* **THE PROBLEM**
Go through the entries below and work out how many lines include "they"; give only that number.
#### DATA PROVIDED ####
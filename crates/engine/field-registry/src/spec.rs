//! Field and argument declarations, before they are built.
//!
//! This is the loosely structured input of the builders. The data part deserializes from any
//! serde format, resolve functions and middleware are attached in code.

use indexmap::IndexMap;
use serde_json::Value;

use crate::{Deprecation, Middleware, Reference, Referenced, ResolveFn, ResolverContext, ResolverResult, TypeReference};

#[derive(Clone, Debug, serde::Deserialize)]
#[serde(from = "FieldDeclaration")]
pub struct FieldSpec {
    pub identifier: String,
    pub attributes: FieldAttributes,
}

#[derive(Clone, Debug, Default)]
pub struct FieldAttributes {
    /// Overrides the name derived from the identifier.
    pub name: Option<String>,
    pub ty: Option<TypeReference>,
    pub description: Option<String>,
    pub deprecation: Deprecation,
    pub default_value: Option<Value>,
    pub args: Vec<ArgumentSpec>,
    pub resolve: Option<ResolveFn>,
    pub middleware: Vec<Middleware>,
    pub reference: Option<Reference>,
    pub private_extensions: IndexMap<String, Value>,
}

/// The serialized form of a [`FieldSpec`]. Unknown keys are rejected.
#[derive(serde::Deserialize)]
#[serde(deny_unknown_fields)]
struct FieldDeclaration {
    identifier: String,
    name: Option<String>,
    #[serde(rename = "type")]
    ty: Option<TypeReference>,
    description: Option<String>,
    #[serde(default)]
    deprecation: Deprecation,
    default_value: Option<Value>,
    #[serde(default)]
    args: Vec<ArgumentSpec>,
    reference: Option<Reference>,
    #[serde(default)]
    private_extensions: IndexMap<String, Value>,
}

impl From<FieldDeclaration> for FieldSpec {
    fn from(declaration: FieldDeclaration) -> Self {
        FieldSpec {
            identifier: declaration.identifier,
            attributes: FieldAttributes {
                name: declaration.name,
                ty: declaration.ty,
                description: declaration.description,
                deprecation: declaration.deprecation,
                default_value: declaration.default_value,
                args: declaration.args,
                resolve: None,
                middleware: Vec::new(),
                reference: declaration.reference,
                private_extensions: declaration.private_extensions,
            },
        }
    }
}

impl FieldSpec {
    pub fn new(identifier: impl Into<String>) -> Self {
        FieldSpec {
            identifier: identifier.into(),
            attributes: FieldAttributes::default(),
        }
    }

    #[must_use]
    pub fn name(mut self, name: impl Into<String>) -> Self {
        self.attributes.name = Some(name.into());
        self
    }

    #[must_use]
    pub fn ty(mut self, ty: impl Into<TypeReference>) -> Self {
        self.attributes.ty = Some(ty.into());
        self
    }

    #[must_use]
    pub fn description(mut self, description: impl Into<String>) -> Self {
        self.attributes.description = Some(description.into());
        self
    }

    #[must_use]
    pub fn deprecated(mut self, reason: Option<&str>) -> Self {
        self.attributes.deprecation = Deprecation::Deprecated {
            reason: reason.map(str::to_owned),
        };
        self
    }

    #[must_use]
    pub fn default_value(mut self, value: impl Into<Value>) -> Self {
        self.attributes.default_value = Some(value.into());
        self
    }

    #[must_use]
    pub fn arg(mut self, arg: ArgumentSpec) -> Self {
        self.attributes.args.push(arg);
        self
    }

    #[must_use]
    pub fn resolve_with(mut self, resolve: ResolveFn) -> Self {
        self.attributes.resolve = Some(resolve);
        self
    }

    /// Shorthand for [`FieldSpec::resolve_with`] with a synchronous function.
    #[must_use]
    pub fn resolve<F>(self, f: F) -> Self
    where
        F: Fn(ResolverContext<'_>) -> ResolverResult + Send + Sync + 'static,
    {
        self.resolve_with(ResolveFn::sync(f))
    }

    /// Appends a middleware entry. Entries run in the order they are added.
    #[must_use]
    pub fn middleware(mut self, middleware: impl Into<Middleware>) -> Self {
        self.attributes.middleware.push(middleware.into());
        self
    }

    #[must_use]
    pub fn reference(mut self, reference: Reference) -> Self {
        self.attributes.reference = Some(reference);
        self
    }

    #[must_use]
    pub fn private_extension(mut self, key: impl Into<String>, value: impl Into<Value>) -> Self {
        self.attributes.private_extensions.insert(key.into(), value.into());
        self
    }
}

impl Referenced for FieldAttributes {
    fn reference(&self) -> Option<&Reference> {
        self.reference.as_ref()
    }

    fn set_reference(&mut self, reference: Reference) {
        self.reference = Some(reference);
    }
}

#[derive(Clone, Debug, serde::Deserialize)]
#[serde(from = "ArgumentDeclaration")]
pub struct ArgumentSpec {
    pub identifier: String,
    pub attributes: ArgumentAttributes,
}

#[derive(Clone, Debug, Default)]
pub struct ArgumentAttributes {
    pub name: Option<String>,
    pub ty: Option<TypeReference>,
    pub description: Option<String>,
    pub default_value: Option<Value>,
    pub reference: Option<Reference>,
    pub private_extensions: IndexMap<String, Value>,
}

#[derive(serde::Deserialize)]
#[serde(deny_unknown_fields)]
struct ArgumentDeclaration {
    identifier: String,
    name: Option<String>,
    #[serde(rename = "type")]
    ty: Option<TypeReference>,
    description: Option<String>,
    default_value: Option<Value>,
    reference: Option<Reference>,
    #[serde(default)]
    private_extensions: IndexMap<String, Value>,
}

impl From<ArgumentDeclaration> for ArgumentSpec {
    fn from(declaration: ArgumentDeclaration) -> Self {
        ArgumentSpec {
            identifier: declaration.identifier,
            attributes: ArgumentAttributes {
                name: declaration.name,
                ty: declaration.ty,
                description: declaration.description,
                default_value: declaration.default_value,
                reference: declaration.reference,
                private_extensions: declaration.private_extensions,
            },
        }
    }
}

impl ArgumentSpec {
    pub fn new(identifier: impl Into<String>) -> Self {
        ArgumentSpec {
            identifier: identifier.into(),
            attributes: ArgumentAttributes::default(),
        }
    }

    #[must_use]
    pub fn name(mut self, name: impl Into<String>) -> Self {
        self.attributes.name = Some(name.into());
        self
    }

    #[must_use]
    pub fn ty(mut self, ty: impl Into<TypeReference>) -> Self {
        self.attributes.ty = Some(ty.into());
        self
    }

    #[must_use]
    pub fn description(mut self, description: impl Into<String>) -> Self {
        self.attributes.description = Some(description.into());
        self
    }

    #[must_use]
    pub fn default_value(mut self, value: impl Into<Value>) -> Self {
        self.attributes.default_value = Some(value.into());
        self
    }

    #[must_use]
    pub fn reference(mut self, reference: Reference) -> Self {
        self.attributes.reference = Some(reference);
        self
    }
}

impl Referenced for ArgumentAttributes {
    fn reference(&self) -> Option<&Reference> {
        self.reference.as_ref()
    }

    fn set_reference(&mut self, reference: Reference) {
        self.reference = Some(reference);
    }
}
####
* **ANSWER SPACE**
2